Task goal →
An accurate, complete copy of the records below is required.

Entries provided →
★ ★ ★ ★
//! End-to-end scenarios for the analysis pipeline.

use specplot_core::{AnalysisConfig, Analyzer, Error, Signal};
use std::f32::consts::PI;

const SR: u32 = 16000;

fn analyzer() -> Analyzer {
    Analyzer::new(AnalysisConfig::default()).unwrap()
}

fn sine(freq: f32, len: usize) -> Vec<f32> {
    (0..len)
        .map(|i| (2.0 * PI * freq * i as f32 / SR as f32).sin())
        .collect()
}

fn noise(len: usize) -> Vec<f32> {
    let mut state = 0x2468_ace1u32;
    (0..len)
        .map(|_| {
            state ^= state << 13;
            state ^= state >> 17;
            state ^= state << 5;
            (state as i32 as f32) / (i32::MAX as f32)
        })
        .collect()
}

fn mean(values: &[f32]) -> f32 {
    values.iter().sum::<f32>() / values.len() as f32
}

fn rms(values: &[f32]) -> f32 {
    (values.iter().map(|v| v * v).sum::<f32>() / values.len() as f32).sqrt()
}

#[test]
fn one_second_of_silence() {
    let out = analyzer().analyze(&Signal::new(vec![0.0; 16000], SR)).unwrap();
    let frames = (16000 - 64) / 16 + 1;

    assert_eq!(out.num_frames(), frames);
    assert!(out.waveform.samples().iter().all(|&v| v == 0.0));
    assert!(out.zero_crossing_rate.iter().all(|&v| v == 0.0));
    for track in [&out.total_energy, &out.low_band_energy] {
        assert_eq!(track.len(), frames);
        assert!(track.iter().all(|&v| v == 0.0));
    }
    assert!(out.spectrogram.pixels().iter().all(|&v| v == -3.0));
}

#[test]
fn constant_input_matches_silence() {
    let silent = analyzer().analyze(&Signal::new(vec![0.0; 4000], SR)).unwrap();
    let constant = analyzer().analyze(&Signal::new(vec![0.7; 4000], SR)).unwrap();
    assert_eq!(silent, constant);
}

#[test]
fn tone_peaks_at_its_bin() {
    let out = analyzer().analyze(&Signal::new(sine(440.0, 16000), SR)).unwrap();
    let image = &out.spectrogram;

    // 440 Hz / 8000 Hz * 513 bins
    let tone_row = image.row_for_bin(28);
    let far_row = image.row_for_bin(448);

    let near_peak = (0..out.num_frames())
        .filter(|&frame| {
            let column_max = (0..image.num_rows())
                .filter_map(|row| image.get(row, frame))
                .fold(f32::NEG_INFINITY, f32::max);
            image.get(tone_row, frame).unwrap() >= column_max - 3.0
        })
        .count();
    assert!(near_peak * 2 > out.num_frames(), "{near_peak} of {}", out.num_frames());

    let tone_level = mean(image.row(tone_row).unwrap());
    let far_level = mean(image.row(far_row).unwrap());
    assert!(
        tone_level > far_level + 20.0,
        "tone row {tone_level} dB vs far row {far_level} dB"
    );
    assert!(far_level < -35.0, "far row {far_level} dB");
}

#[test]
fn signal_shorter_than_window() {
    let samples: Vec<f32> = (0..10).map(|i| i as f32 * 0.1 - 0.45).collect();
    let out = analyzer().analyze(&Signal::new(samples, SR)).unwrap();

    assert_eq!(out.num_frames(), 1);
    assert_eq!(out.waveform.len(), 10);
    assert_eq!(out.total_energy, vec![0.0]);
    assert_eq!(out.low_band_energy, vec![0.0]);
    assert_eq!(out.zero_crossing_rate, vec![0.0]);
    assert_eq!(out.spectrogram.num_rows(), 513);
    assert!(out.spectrogram.pixels().iter().all(|v| (-40.0..=-3.0).contains(v)));
}

#[test]
fn low_band_follows_low_tone() {
    // 300 Hz for the first half, 3 kHz for the second
    let mut samples = sine(300.0, 16000);
    samples.extend(sine(3000.0, 16000));
    let out = analyzer().analyze(&Signal::new(samples, SR)).unwrap();

    let frames = out.num_frames();
    let early = frames / 4;
    let late = 3 * frames / 4;
    assert_eq!(out.low_band_bins, 8..48);
    assert!(
        out.low_band_energy[early] > out.low_band_energy[late] + 20.0,
        "low band {} vs {}",
        out.low_band_energy[early],
        out.low_band_energy[late]
    );
}

#[test]
fn zero_crossing_rate_rises_with_noise() {
    let mut samples: Vec<f32> = sine(200.0, 16000).iter().map(|v| v * 0.5).collect();
    samples.extend(noise(16000).iter().map(|v| v * 0.5));
    let out = analyzer().analyze(&Signal::new(samples, SR)).unwrap();

    let frames = out.num_frames();
    let tonal = out.zero_crossing_rate[frames / 4];
    let noisy = out.zero_crossing_rate[3 * frames / 4];
    assert!(noisy > tonal + 0.2, "noisy {noisy} vs tonal {tonal}");
}

#[test]
fn mains_hum_is_notched() {
    let hum = sine(60.0, 32000);
    let out = analyzer().analyze(&Signal::new(hum.clone(), SR)).unwrap();

    let tail = &out.waveform.samples()[28000..];
    assert!(rms(tail) < 0.01 * rms(&hum[28000..]), "residual rms {}", rms(tail));
}

#[test]
fn rate_mismatch_is_reported() {
    let err = analyzer().analyze(&Signal::new(vec![0.1; 800], 8000)).unwrap_err();
    assert!(matches!(err, Error::SampleRateMismatch { expected: 16000, actual: 8000 }));
}

#[test]
fn config_from_toml_drives_analysis() {
    let config = AnalysisConfig::from_toml(
        "window_size = 0.008\nwindow_stride = 0.002\nn_fft = 512\nwindow = \"hann\"\n",
    )
    .unwrap();
    let out = Analyzer::new(config).unwrap().analyze(&Signal::new(sine(440.0, 8000), SR)).unwrap();

    // 128-sample window, 32-sample hop
    assert_eq!(out.num_frames(), (8000 - 128) / 32 + 1);
    assert_eq!(out.num_rows(), 257);
    assert_eq!(out.grid.win_length, 128);
}

#[test]
fn large_amplitude_stays_finite() {
    for amplitude in [1e20f32, 1e30] {
        let loud: Vec<f32> = sine(440.0, 4000).iter().map(|v| v * amplitude).collect();
        let out = analyzer().analyze(&Signal::new(loud, SR)).unwrap();

        assert!(out.waveform.samples().iter().all(|v| v.is_finite()));
        assert!(out.spectrogram.pixels().iter().all(|v| (-40.0..=-3.0).contains(v)));
        assert!(out.zero_crossing_rate.iter().all(|v| v.is_finite()));
        for track in [&out.total_energy, &out.low_band_energy] {
            assert!(track.iter().all(|&v| v.is_finite() && v <= 0.0), "{amplitude}");
            assert_eq!(track.iter().copied().fold(f32::MIN, f32::max), 0.0);
        }
    }
}

#[test]
fn loudness_does_not_change_the_image() {
    let quiet = analyzer().analyze(&Signal::new(sine(440.0, 4000), SR)).unwrap();
    let loud: Vec<f32> = sine(440.0, 4000).iter().map(|v| v * 1e20).collect();
    let loud = analyzer().analyze(&Signal::new(loud, SR)).unwrap();

    let tone_row = quiet.spectrogram.row_for_bin(28);
    let quiet_level = mean(quiet.spectrogram.row(tone_row).unwrap());
    let loud_level = mean(loud.spectrogram.row(tone_row).unwrap());
    assert!((quiet_level - loud_level).abs() < 0.5, "{quiet_level} vs {loud_level}");
}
★ ★ ★ ★
Answer space →
//! End-to-end scenarios for the analysis pipeline.

use specplot_core::{AnalysisConfig, Analyzer, Error, Signal};
use std::f32::consts::PI;

const SR: u32 = 16000;

fn analyzer() -> Analyzer {
    Analyzer::new(AnalysisConfig::default()).unwrap()
}

fn sine(freq: f32, len: usize) -> Vec<f32> {
    (0..len)
        .map(|i| (2.0 * PI * freq * i as f32 / SR as f32).sin())
        .collect()
}

fn noise(len: usize) -> Vec<f32> {
    let mut state = 0x2468_ace1u32;
    (0..len)
        .map(|_| {
            state ^= state << 13;
            state ^= state >> 17;
            state ^= state << 5;
            (state as i32 as f32) / (i32::MAX as f32)
        })
        .collect()
}

fn mean(values: &[f32]) -> f32 {
    values.iter().sum::<f32>() / values.len() as f32
}

fn rms(values: &[f32]) -> f32 {
    (values.iter().map(|v| v * v).sum::<f32>() / values.len() as f32).sqrt()
}

#[test]
fn one_second_of_silence() {
    let out = analyzer().analyze(&Signal::new(vec![0.0; 16000], SR)).unwrap();
    let frames = (16000 - 64) / 16 + 1;

    assert_eq!(out.num_frames(), frames);
    assert!(out.waveform.samples().iter().all(|&v| v == 0.0));
    assert!(out.zero_crossing_rate.iter().all(|&v| v == 0.0));
    for track in [&out.total_energy, &out.low_band_energy] {
        assert_eq!(track.len(), frames);
        assert!(track.iter().all(|&v| v == 0.0));
    }
    assert!(out.spectrogram.pixels().iter().all(|&v| v == -3.0));
}

#[test]
fn constant_input_matches_silence() {
    let silent = analyzer().analyze(&Signal::new(vec![0.0; 4000], SR)).unwrap();
    let constant = analyzer().analyze(&Signal::new(vec![0.7; 4000], SR)).unwrap();
    assert_eq!(silent, constant);
}

#[test]
fn tone_peaks_at_its_bin() {
    let out = analyzer().analyze(&Signal::new(sine(440.0, 16000), SR)).unwrap();
    let image = &out.spectrogram;

    // 440 Hz / 8000 Hz * 513 bins
    let tone_row = image.row_for_bin(28);
    let far_row = image.row_for_bin(448);

    let near_peak = (0..out.num_frames())
        .filter(|&frame| {
            let column_max = (0..image.num_rows())
                .filter_map(|row| image.get(row, frame))
                .fold(f32::NEG_INFINITY, f32::max);
            image.get(tone_row, frame).unwrap() >= column_max - 3.0
        })
        .count();
    assert!(near_peak * 2 > out.num_frames(), "{near_peak} of {}", out.num_frames());

    let tone_level = mean(image.row(tone_row).unwrap());
    let far_level = mean(image.row(far_row).unwrap());
    assert!(
        tone_level > far_level + 20.0,
        "tone row {tone_level} dB vs far row {far_level} dB"
    );
    assert!(far_level < -35.0, "far row {far_level} dB");
}

#[test]
fn signal_shorter_than_window() {
    let samples: Vec<f32> = (0..10).map(|i| i as f32 * 0.1 - 0.45).collect();
    let out = analyzer().analyze(&Signal::new(samples, SR)).unwrap();

    assert_eq!(out.num_frames(), 1);
    assert_eq!(out.waveform.len(), 10);
    assert_eq!(out.total_energy, vec![0.0]);
    assert_eq!(out.low_band_energy, vec![0.0]);
    assert_eq!(out.zero_crossing_rate, vec![0.0]);
    assert_eq!(out.spectrogram.num_rows(), 513);
    assert!(out.spectrogram.pixels().iter().all(|v| (-40.0..=-3.0).contains(v)));
}

#[test]
fn low_band_follows_low_tone() {
    // 300 Hz for the first half, 3 kHz for the second
    let mut samples = sine(300.0, 16000);
    samples.extend(sine(3000.0, 16000));
    let out = analyzer().analyze(&Signal::new(samples, SR)).unwrap();

    let frames = out.num_frames();
    let early = frames / 4;
    let late = 3 * frames / 4;
    assert_eq!(out.low_band_bins, 8..48);
    assert!(
        out.low_band_energy[early] > out.low_band_energy[late] + 20.0,
        "low band {} vs {}",
        out.low_band_energy[early],
        out.low_band_energy[late]
    );
}

#[test]
fn zero_crossing_rate_rises_with_noise() {
    let mut samples: Vec<f32> = sine(200.0, 16000).iter().map(|v| v * 0.5).collect();
    samples.extend(noise(16000).iter().map(|v| v * 0.5));
    let out = analyzer().analyze(&Signal::new(samples, SR)).unwrap();

    let frames = out.num_frames();
    let tonal = out.zero_crossing_rate[frames / 4];
    let noisy = out.zero_crossing_rate[3 * frames / 4];
    assert!(noisy > tonal + 0.2, "noisy {noisy} vs tonal {tonal}");
}

#[test]
fn mains_hum_is_notched() {
    let hum = sine(60.0, 32000);
    let out = analyzer().analyze(&Signal::new(hum.clone(), SR)).unwrap();

    let tail = &out.waveform.samples()[28000..];
    assert!(rms(tail) < 0.01 * rms(&hum[28000..]), "residual rms {}", rms(tail));
}

#[test]
fn rate_mismatch_is_reported() {
    let err = analyzer().analyze(&Signal::new(vec![0.1; 800], 8000)).unwrap_err();
    assert!(matches!(err, Error::SampleRateMismatch { expected: 16000, actual: 8000 }));
}

#[test]
fn config_from_toml_drives_analysis() {
    let config = AnalysisConfig::from_toml(
        "window_size = 0.008\nwindow_stride = 0.002\nn_fft = 512\nwindow = \"hann\"\n",
    )
    .unwrap();
    let out = Analyzer::new(config).unwrap().analyze(&Signal::new(sine(440.0, 8000), SR)).unwrap();

    // 128-sample window, 32-sample hop
    assert_eq!(out.num_frames(), (8000 - 128) / 32 + 1);
    assert_eq!(out.num_rows(), 257);
    assert_eq!(out.grid.win_length, 128);
}

#[test]
fn large_amplitude_stays_finite() {
    for amplitude in [1e20f32, 1e30] {
        let loud: Vec<f32> = sine(440.0, 4000).iter().map(|v| v * amplitude).collect();
        let out = analyzer().analyze(&Signal::new(loud, SR)).unwrap();

        assert!(out.waveform.samples().iter().all(|v| v.is_finite()));
        assert!(out.spectrogram.pixels().iter().all(|v| (-40.0..=-3.0).contains(v)));
        assert!(out.zero_crossing_rate.iter().all(|v| v.is_finite()));
        for track in [&out.total_energy, &out.low_band_energy] {
            assert!(track.iter().all(|&v| v.is_finite() && v <= 0.0), "{amplitude}");
            assert_eq!(track.iter().copied().fold(f32::MIN, f32::max), 0.0);
        }
    }
}

#[test]
fn loudness_does_not_change_the_image() {
    let quiet = analyzer().analyze(&Signal::new(sine(440.0, 4000), SR)).unwrap();
    let loud: Vec<f32> = sine(440.0, 4000).iter().map(|v| v * 1e20).collect();
    let loud = analyzer().analyze(&Signal::new(loud, SR)).unwrap();

    let tone_row = quiet.spectrogram.row_for_bin(28);
    let quiet_level = mean(quiet.spectrogram.row(tone_row).unwrap());
    let loud_level = mean(loud.spectrogram.row(tone_row).unwrap());
    assert!((quiet_level - loud_level).abs() < 0.5, "{quiet_level} vs {loud_level}");
}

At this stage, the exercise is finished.